Data provided:
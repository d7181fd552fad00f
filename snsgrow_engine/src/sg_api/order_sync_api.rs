use std::fmt::Debug;

use chrono::Utc;
use log::*;

use crate::{
    db_types::{NewServiceLog, Order, OrderId, OrderStatusType, ServiceLogAction},
    helpers::status_mapper::{clamp_progress, compute_progress, map_status},
    order_objects::ProcessOrderResult,
    traits::{FulfillmentProvider, FulfillmentRequest, OrderFlowError, OrderManagement, OrderUpdate},
};

pub const DEFAULT_SYNC_BATCH_LIMIT: i64 = 50;
pub const DEFAULT_ESTIMATED_START: &str = "10-30분";

#[derive(Debug, Clone, PartialEq, Eq)]
pub struct SyncConfig {
    /// Maximum number of orders reconciled by one batch sync.
    pub batch_limit: i64,
    /// Message returned to the storefront after an order has been sent upstream.
    pub estimated_start: String,
}

impl Default for SyncConfig {
    fn default() -> Self {
        Self { batch_limit: DEFAULT_SYNC_BATCH_LIMIT, estimated_start: DEFAULT_ESTIMATED_START.to_string() }
    }
}

/// `OrderSyncApi` keeps local orders in step with the upstream provider.
///
/// * [`Self::process_order`] sends a paid order upstream.
/// * [`Self::sync_order_status`] polls the provider for the status of orders that are in flight and persists the
///   mapped status and progress.
///
/// There is no locking. Running a sync twice, or two syncs concurrently, writes the same `{status, progress}`
/// as long as the provider reports the same thing.
pub struct OrderSyncApi<B, P> {
    db: B,
    provider: P,
    config: SyncConfig,
}

impl<B, P> Debug for OrderSyncApi<B, P> {
    fn fmt(&self, f: &mut std::fmt::Formatter<'_>) -> std::fmt::Result {
        write!(f, "OrderSyncApi ({:?})", self.config)
    }
}

impl<B, P> OrderSyncApi<B, P> {
    pub fn new(db: B, provider: P, config: SyncConfig) -> Self {
        Self { db, provider, config }
    }

    pub fn config(&self) -> &SyncConfig {
        &self.config
    }
}

impl<B, P> OrderSyncApi<B, P>
where
    B: OrderManagement,
    P: FulfillmentProvider,
{
    /// Sends a `processing` order to the provider.
    ///
    /// The order must exist, be `processing` and not have been sent yet; otherwise
    /// [`OrderFlowError::OrderNotFound`] or [`OrderFlowError::OrderNotReady`] is returned and nothing is sent.
    ///
    /// If the provider refuses the order, it is marked `failed` with the provider's message in `notes`, and the
    /// provider error is returned as [`OrderFlowError::Upstream`].
    pub async fn process_order(
        &self,
        order_id: &OrderId,
        service_type: &str,
        target_url: &str,
        quantity: i64,
    ) -> Result<ProcessOrderResult, OrderFlowError> {
        let order = self
            .db
            .fetch_order_by_order_id(order_id)
            .await?
            .ok_or_else(|| OrderFlowError::OrderNotFound(order_id.clone()))?;
        if order.status != OrderStatusType::Processing {
            return Err(OrderFlowError::OrderNotReady(order.order_id, format!("The order is {}", order.status)));
        }
        if let Some(existing) = &order.provider_order_id {
            let reason = format!("It was already sent upstream as {existing}");
            return Err(OrderFlowError::OrderNotReady(order.order_id, reason));
        }
        let request =
            FulfillmentRequest { service: service_type.to_string(), link: target_url.to_string(), quantity };
        debug!("🔄️🚀️ Sending order {order_id} to {}", self.provider.provider_name());
        match self.provider.create_order(&request).await {
            Ok(receipt) => {
                let update = OrderUpdate::default()
                    .with_provider_order(receipt.provider_order_id.clone(), self.provider.provider_name())
                    .with_provider_charge(receipt.charge)
                    .started_at(Utc::now());
                let details = format!(
                    "Sent to {} as order {} (charge {})",
                    self.provider.provider_name(),
                    receipt.provider_order_id,
                    receipt.charge.map(|c| c.to_string()).unwrap_or_else(|| "unknown".into())
                );
                let log = NewServiceLog::new(ServiceLogAction::OrderSent, details);
                self.db.record_order_change(order.id, update, log).await?;
                info!("🔄️🚀️ Order {order_id} is now provider order {}", receipt.provider_order_id);
                Ok(ProcessOrderResult {
                    order_id: order.order_id,
                    provider_order_id: receipt.provider_order_id,
                    charge: receipt.charge,
                    estimated_start: self.config.estimated_start.clone(),
                })
            },
            Err(e) => {
                warn!("🔄️🚀️ The provider refused order {order_id}. {e}");
                let update = OrderUpdate::default()
                    .with_status(OrderStatusType::Failed)
                    .with_progress(0)
                    .with_notes(e.to_string());
                let log =
                    NewServiceLog::new(ServiceLogAction::OrderFailed, e.to_string()).with_progress(order.progress, 0);
                if let Err(db_err) = self.db.record_order_change(order.id, update, log).await {
                    error!("🔄️🚀️ Could not mark order {order_id} as failed. {db_err}");
                }
                Err(OrderFlowError::Upstream(e))
            },
        }
    }

    /// Reconciles orders with the provider.
    ///
    /// With `Some(order_id)`, only that order is synced. It must exist and have a provider order id, else
    /// [`OrderFlowError::OrderNotFound`] / [`OrderFlowError::OrderNotReady`].
    ///
    /// With `None`, up to [`SyncConfig::batch_limit`] of the newest `processing` orders are synced. Each order is
    /// handled independently: a failure on one is logged and the rest carry on.
    ///
    /// Returns the orders that were updated.
    pub async fn sync_order_status(&self, order_id: Option<&OrderId>) -> Result<Vec<Order>, OrderFlowError> {
        let targets = match order_id {
            Some(id) => {
                let order = self
                    .db
                    .fetch_order_by_order_id(id)
                    .await?
                    .ok_or_else(|| OrderFlowError::OrderNotFound(id.clone()))?;
                if !order.has_provider_order() {
                    let reason = "It has not been sent to the provider yet".to_string();
                    return Err(OrderFlowError::OrderNotReady(order.order_id, reason));
                }
                vec![order]
            },
            None => self.db.fetch_orders_to_sync(self.config.batch_limit).await?,
        };
        debug!("🔄️📡️ Syncing {} orders with {}", targets.len(), self.provider.provider_name());
        let total = targets.len();
        let mut updated = Vec::with_capacity(total);
        for order in targets {
            let id = order.order_id.clone();
            match self.sync_one(order).await {
                Ok(order) => updated.push(order),
                Err(e) => warn!("🔄️📡️ Could not sync order {id}. {e}"),
            }
        }
        info!("🔄️📡️ Order sync complete. {} of {total} orders updated", updated.len());
        Ok(updated)
    }

    async fn sync_one(&self, order: Order) -> Result<Order, OrderFlowError> {
        let provider_order_id = order.provider_order_id.clone().ok_or_else(|| {
            OrderFlowError::OrderNotReady(order.order_id.clone(), "No provider order id".to_string())
        })?;
        let status = self.provider.get_order_status(&provider_order_id).await?;
        let fresh = compute_progress(&status.status, status.remains, Some(order.quantity));
        // A terminal order never moves again, whatever the provider says now.
        let (new_status, progress) = if order.status.is_terminal() {
            (order.status, order.progress)
        } else {
            let mapped = map_status(&status.status);
            (mapped, clamp_progress(mapped, order.progress, fresh))
        };
        trace!(
            "🔄️📡️ Order {} (provider {provider_order_id}): '{}' -> {new_status}, progress {} -> {progress}",
            order.order_id,
            status.status,
            order.progress
        );
        let mut update = OrderUpdate::default()
            .with_status(new_status)
            .with_progress(progress)
            .with_remains(status.remains)
            .with_provider_charge(status.charge);
        if new_status == OrderStatusType::Completed && order.completed_at.is_none() {
            update = update.completed_at(Utc::now());
        }
        let details = format!("Provider status '{}', remains {:?}", status.status, status.remains);
        let log = NewServiceLog::new(ServiceLogAction::StatusSync, details).with_progress(order.progress, progress);
        let order = self.db.record_order_change(order.id, update, log).await?;
        if order.status.is_terminal() {
            info!("🔄️📡️ Order {} is {}", order.order_id, order.status);
        }
        Ok(order)
    }
}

Task to carry out:
Go through the material above and output exactly the lines from the one containing "log = NewServiceLog::new(ServiceLogAction::OrderSent, details);" through the one containing "Err(OrderFlowError::Upstream(e))".

Output of the exercise:
                let log = NewServiceLog::new(ServiceLogAction::OrderSent, details);
                self.db.record_order_change(order.id, update, log).await?;
                info!("🔄️🚀️ Order {order_id} is now provider order {}", receipt.provider_order_id);
                Ok(ProcessOrderResult {
                    order_id: order.order_id,
                    provider_order_id: receipt.provider_order_id,
                    charge: receipt.charge,
                    estimated_start: self.config.estimated_start.clone(),
                })
            },
            Err(e) => {
                warn!("🔄️🚀️ The provider refused order {order_id}. {e}");
                let update = OrderUpdate::default()
                    .with_status(OrderStatusType::Failed)
                    .with_progress(0)
                    .with_notes(e.to_string());
                let log =
                    NewServiceLog::new(ServiceLogAction::OrderFailed, e.to_string()).with_progress(order.progress, 0);
                if let Err(db_err) = self.db.record_order_change(order.id, update, log).await {
                    error!("🔄️🚀️ Could not mark order {order_id} as failed. {db_err}");
                }
                Err(OrderFlowError::Upstream(e))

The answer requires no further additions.